06 February 2026, 19:23

Lünener Stadtmuseum diskutiert: Wie erreichen wir Nicht-Besuchende in kulturellen Einrichtungen?

Ein geräumiger Raum mit zahlreichen Menschen auf Bänken sitzend und stehend, von der Decke hängende Banner mit Text, Überkopfbeleuchtung, ein Display auf der linken Seite und verschiedene Objekte im Hintergrund, die auf eine Museumsatmosphäre hindeuten.

Lünener Stadtmuseum diskutiert: Wie erreichen wir Nicht-Besuchende in kulturellen Einrichtungen?

Das Lünener Stadtmuseum richtete die diesjährige Tagung des Visitor Research Network aus.

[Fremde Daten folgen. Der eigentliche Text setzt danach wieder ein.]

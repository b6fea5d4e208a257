// Copyright 2025 the Understory Authors
// SPDX-License-Identifier: Apache-2.0 OR MIT

//! Tests for `Graph` construction and topological sorting.
//!
//! These exercise the public API end to end: error reporting while building,
//! ordering guarantees of `sort`/`into_sorted`, and cycle detection on graphs
//! large enough that a bug in the frontier bookkeeping would show up.

use understory_collections::{Graph, GraphError};

#[derive(Clone)]
struct Lcg(u64);

impl Lcg {
    fn new(seed: u64) -> Self {
        Self(seed)
    }

    fn next_u32(&mut self) -> u32 {
        // Numerical Recipes LCG parameters.
        self.0 = self.0.wrapping_mul(6364136223846793005).wrapping_add(1);
        (self.0 >> 32) as u32
    }

    fn gen_range_usize(&mut self, upper_exclusive: usize) -> usize {
        if upper_exclusive == 0 {
            return 0;
        }
        (self.next_u32() as usize) % upper_exclusive
    }
}

/// Builds a random DAG over `0..n` whose edges always point from a lower to a
/// higher position in a shuffled order, returning the edge list alongside.
fn random_dag(n: usize, edges_per_vertex: usize, seed: u64) -> (Graph<usize, usize>, Vec<(usize, usize)>) {
    let mut rng = Lcg::new(seed);

    // Shuffle so that vertex ids do not coincide with a valid order.
    let mut rank: Vec<usize> = (0..n).collect();
    for i in (1..n).rev() {
        let j = rng.gen_range_usize(i + 1);
        rank.swap(i, j);
    }

    let mut graph = Graph::with_capacity(n);
    for id in 0..n {
        graph.add_vertex(id, id).unwrap();
    }

    let mut edges = Vec::new();
    for a in 0..n {
        for _ in 0..edges_per_vertex {
            let b = rng.gen_range_usize(n);
            if rank[a] < rank[b] {
                graph.add_edge(a, b).unwrap();
                edges.push((a, b));
            }
        }
    }
    (graph, edges)
}

fn assert_topological(sorted: &[usize], edges: &[(usize, usize)]) {
    let mut position = vec![usize::MAX; sorted.len()];
    for (index, &vertex) in sorted.iter().enumerate() {
        assert_eq!(position[vertex], usize::MAX, "vertex {vertex} emitted twice");
        position[vertex] = index;
    }
    for &(from, to) in edges {
        assert!(
            position[from] < position[to],
            "edge {from} -> {to} violated: {} >= {}",
            position[from],
            position[to]
        );
    }
}

#[test]
fn build_errors_leave_graph_untouched() {
    let mut graph = Graph::new();
    graph.add_vertex("v1", "payload").unwrap();

    assert_eq!(
        graph.add_vertex("v1", "other"),
        Err(GraphError::DuplicateVertex { id: "v1" })
    );
    assert_eq!(
        graph.add_edge("missing", "v1"),
        Err(GraphError::ParentNotFound { id: "missing" })
    );
    assert_eq!(
        graph.add_edge("v1", "missing"),
        Err(GraphError::ChildNotFound { id: "missing" })
    );

    assert_eq!(graph.order(), 1);
    assert_eq!(graph.size(), 0);
    assert_eq!(graph.get_vertex(&"v1"), Ok(&"payload"));
}

#[test]
fn error_messages_name_the_offending_id() {
    let mut graph = Graph::<u32, ()>::new();
    graph.add_vertex(7, ()).unwrap();

    let duplicate = graph.add_vertex(7, ()).unwrap_err();
    assert_eq!(duplicate.to_string(), "vertex with id 7 already exists");

    let parent = graph.add_edge(1, 7).unwrap_err();
    assert_eq!(parent.to_string(), "parent vertex with id 1 not in graph");

    let child = graph.add_edge(7, 2).unwrap_err();
    assert_eq!(child.to_string(), "child vertex with id 2 not in graph");

    let missing = graph.get_vertex(&3).unwrap_err();
    assert_eq!(missing.to_string(), "vertex with id 3 not in graph");
}

#[test]
fn errors_are_std_errors() {
    fn takes_error(_: &dyn std::error::Error) {}
    takes_error(&GraphError::<u32>::CycleDetected { remaining: 1 });
}

#[test]
fn random_dags_sort_topologically() {
    for seed in 0..20 {
        let (graph, edges) = random_dag(200, 3, seed);
        assert_eq!(graph.size(), edges.len());

        let sorted: Vec<usize> = graph.sort().unwrap().into_iter().copied().collect();
        assert_eq!(sorted.len(), 200);
        assert_topological(&sorted, &edges);

        let owned = graph.into_sorted().unwrap();
        assert_eq!(owned, sorted, "seed {seed}: into_sorted disagrees with sort");
    }
}

#[test]
fn closing_any_path_creates_a_cycle() {
    let (mut graph, edges) = random_dag(50, 2, 42);
    let &(from, to) = edges.first().expect("seed 42 produces edges");

    // Reverse an existing edge to close a two-vertex loop.
    graph.add_edge(to, from).unwrap();

    match graph.sort() {
        Err(GraphError::CycleDetected { remaining }) => {
            assert!(remaining >= 2, "at least the two looped vertices remain");
            assert!(remaining <= 50);
        }
        other => panic!("expected a cycle, got {other:?}"),
    }
}

#[test]
fn sorting_does_not_consume_the_graph() {
    let mut graph = Graph::new();
    for (id, payload) in [("one", 1), ("two", 2), ("three", 3), ("four", 4), ("five", 5)] {
        graph.add_vertex(id, payload).unwrap();
    }
    graph.add_edge("one", "two").unwrap();
    graph.add_edge("three", "four").unwrap();

    let first = graph.sort().unwrap();
    let second = graph.sort().unwrap();
    assert_eq!(first, second);

    // The graph can still grow after a sort.
    graph.add_edge("four", "five").unwrap();
    let third = graph.sort().unwrap();
    let four = third.iter().position(|&&p| p == 4).unwrap();
    let five = third.iter().position(|&&p| p == 5).unwrap();
    assert!(four < five);
    assert_eq!(graph.order(), 5);
    assert_eq!(graph.size(), 3);
}

#[test]
fn string_keys_and_payloads() {
    let mut graph: Graph<String, Vec<&str>> = Graph::new();
    graph.add_vertex("fetch".to_string(), vec!["git", "fetch"]).unwrap();
    graph.add_vertex("build".to_string(), vec!["cargo", "build"]).unwrap();
    graph
        .add_edge("fetch".to_string(), "build".to_string())
        .unwrap();

    graph
        .get_vertex_mut(&"build".to_string())
        .unwrap()
        .push("--release");

    let steps = graph.into_sorted().unwrap();
    assert_eq!(steps, vec![vec!["git", "fetch"], vec!["cargo", "build", "--release"]]);
}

Am 2. Februar war das Lünener Stadtmuseum Gastgeber der diesjährigen Konferenz des Visitor Research Network. Die Veranstaltung brachte Expertinnen und Experten aus Museen, Hochschulen und Kultureinrichtungen aus ganz Deutschland zusammen. Unter dem Motto "Fast am Ziel! – (Nicht-)Besuchende im Dialog" diskutierten die Teilnehmenden neue Ansätze, um breitere Zielgruppen für kulturelle Institutionen zu gewinnen.

Eröffnet wurde die Konferenz mit Grußworten von Bürgermeister Dr. Christian Klicki und Thomas Schmäschke, dem stellvertretenden Vorsitzenden des Museumsverbands Nordrhein-Westfalen. Referierende wie Prof. Dr. Martin Tröndle, Dr. Thomas Renz und Prof. Dr. Bernd Günter präsentierten anschließend Forschungsergebnisse zur Ansprache von Personengruppen, die selten Museen besuchen.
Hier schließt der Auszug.